Мною говорились невообразимые вещи, кои, впрочем, весьма органично вписывались в моё настроение.
– Ho die instar vitae esse puto! – вопил я, томно поглядывая на Альдонсу Лоренсу, прикладывая руку к сердцу, и тут же объяснял значение сказанного: – Этот день ровняется для меня целой жизни! Именно так! Не иначе!
Я пускался в пляс, напевая старинный рецепт Гесиода, но почему-то с грузинским акцентом:
Произнося фразу «дары Диониса, несущего радость», я лихо присвистывал, приплясывал с притопом, хватал со стола бокал вина, выпивал залпом, держа его одним ртом, и пытался сделать сальто-мортале.
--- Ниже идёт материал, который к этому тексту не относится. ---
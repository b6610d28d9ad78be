use sha2::{Digest, Sha256};
use std::path::{Path, PathBuf};
use traceboard_types::{Error, LogEvent, Result};

use crate::schema::RawRecord;

/// One log file read end to end: normalized events plus parse accounting.
#[derive(Debug, Clone)]
pub struct ParsedLog {
    pub path: PathBuf,
    /// SHA-256 hex digest of the file contents (the file-identity key).
    pub fingerprint: String,
    pub events: Vec<LogEvent>,
    pub records_parsed: u64,
    pub parse_errors: u64,
}

impl ParsedLog {
    /// Session id used for records that carry no explicit one: derived from
    /// the source file identity so per-file grouping stays stable.
    pub fn fallback_session_id(&self) -> String {
        let stem = self
            .path
            .file_stem()
            .map(|s| s.to_string_lossy().to_string())
            .unwrap_or_else(|| "log".to_string());
        format!("{}-{}", stem, &self.fingerprint[..8.min(self.fingerprint.len())])
    }
}

/// Read one newline-delimited log file.
///
/// Blank lines are skipped silently. A line that is not valid JSON, or whose
/// record lacks a usable timestamp or kind, is counted as a parse error and
/// skipped; only an unreadable file is an error. Arrival order is preserved.
pub fn read_log_file(path: &Path) -> Result<ParsedLog> {
    let text = std::fs::read_to_string(path).map_err(|e| Error::io(path, e))?;
    let fingerprint = fingerprint_bytes(text.as_bytes());

    let mut events = Vec::new();
    let mut records_parsed = 0u64;
    let mut parse_errors = 0u64;

    for line in text.lines() {
        let line = line.trim();
        if line.is_empty() {
            continue;
        }
        match RawRecord::from_line(line).and_then(RawRecord::normalize) {
            Some(event) => {
                records_parsed += 1;
                events.push(event);
            }
            None => parse_errors += 1,
        }
    }

    Ok(ParsedLog {
        path: path.to_path_buf(),
        fingerprint,
        events,
        records_parsed,
        parse_errors,
    })
}

fn fingerprint_bytes(bytes: &[u8]) -> String {
    let mut hasher = Sha256::new();
    hasher.update(bytes);
    let digest = hasher.finalize();
    digest.iter().map(|b| format!("{:02x}", b)).collect()
}

#[cfg(test)]
mod tests {
    use super::*;
    use std::io::Write;

    fn write_log(lines: &[&str]) -> (tempfile::TempDir, PathBuf) {
        let dir = tempfile::tempdir().expect("tempdir");
        let path = dir.path().join("session.jsonl");
        let mut file = std::fs::File::create(&path).expect("create log");
        for line in lines {
            writeln!(file, "{}", line).expect("write line");
        }
        (dir, path)
    }

    #[test]
    fn test_malformed_lines_are_counted_not_fatal() {
        let (_dir, path) = write_log(&[
            r#"{"ts": 1, "kind": "session-start", "id": "s1"}"#,
            "not json at all {{{",
            r#"{"ts": 2, "kind": "turn", "id": "s1"}"#,
            "",
            r#"{"kind": "turn", "id": "s1"}"#,
        ]);

        let log = read_log_file(&path).expect("readable");
        assert_eq!(log.records_parsed, 2);
        // One unparseable line, one record without a timestamp.
        assert_eq!(log.parse_errors, 2);
        assert_eq!(log.events.len(), 2);
    }

    #[test]
    fn test_fingerprint_is_content_based() {
        let (_dir_a, path_a) = write_log(&[r#"{"ts": 1, "kind": "turn"}"#]);
        let (_dir_b, path_b) = write_log(&[r#"{"ts": 1, "kind": "turn"}"#]);
        let (_dir_c, path_c) = write_log(&[r#"{"ts": 2, "kind": "turn"}"#]);

        let a = read_log_file(&path_a).unwrap();
        let b = read_log_file(&path_b).unwrap();
        let c = read_log_file(&path_c).unwrap();

        assert_eq!(a.fingerprint, b.fingerprint);
        assert_ne!(a.fingerprint, c.fingerprint);
    }

    #[test]
    fn test_missing_file_is_io_error() {
        let err = read_log_file(Path::new("/nonexistent/log.jsonl")).unwrap_err();
        assert!(matches!(err, Error::Io { .. }));
    }
}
Мои выкрутасы не вызывали у Альдонсы Лоренсы беспокойств за состояние мой психики, а напротив лишь безудержное веселье. Она хохотала, хлопала в ладоши, подливая себе и мне вино.
В какой-то момент мне показалось, что Альдонса Лоренса бесплотна и состоит лишь из сгустков белого огня, вид которого и вызывает у меня приступы восторга.
– П-п-позвольте, сударыня, выпить с вами на брудершафт! – качаясь, выпалил я. – Позвольте!
– На колени! Рыцарь! На колени, мурзик! – последовал веселый ответ. – О такой любезности у дамы просят на коленях! На колени!
– Умоляю вас! На брудершафт! – с ревом бухнулся я на колени так, что весь дом тряхануло, даже показалось, что от удара он на пару метров вошел в землю.
Мое энергичное самоотверженное падение тронуло даму моего сердца, и она милостиво молвила:
– Так уж и быть, герой. Вставай. Давай, выпьем на брудершафт.
Альдонса Лоренса заботливо потрогала мое колено и спросила:
– Ты не ушибся, бэтмэн?
Мы выпили и троекратно расцеловались. С таким чувственным чмоканьем, что от наших губ в разные стороны полетели маленькие розовые сердечки, пронзенные малюсенькими золотистыми стрелами.
И тут меня понесло.
Я стеганул рысей виноградной лозой, скинул с себя тигровые шкуры и, выхватив из воздуха тиреус, замахал им, как саблей.
Тиреус! Что тут началось!
Сначала с потолка посыпались цветы, и громко зазвучала музыка. Из стен стали виться виноградные кудри, усыпанные сочными гроздьями. Над ними порхали стрекозы, бабочки и пчелы. Время от времени оттуда, из виноградных чащ, высовывались морды львов, леопардов, жирафов, обезьян и прочей дикой живности. И посмотрев на нас смеющимися глазами, они исчезали.
Бесплотные тела вакханок, укутанные в желтые тоги, пробегали сквозь нас. С воплями они иногда протаскивали испуганных корчившихся мужчин. Один из них, поймав мой взгляд, отчаянно прокричал:
– Я – Диктис! Я ни в чем не виноват! Не мучьте меня, дяденька!
Мне захотелось сказать ему что-нибудь приятное, подбодрить, но вместо этого из меня вырвался грозный человекотерзательный рык Диониса, сотрясший мои слабые легкие.
– Nocens precator, innocens irascitur! – проревел я в след моряку. – Виновный просит о снисхождении, не виновный возмущается!
Вакханки одобрительно взвизгнули и утащили несчастного прочь.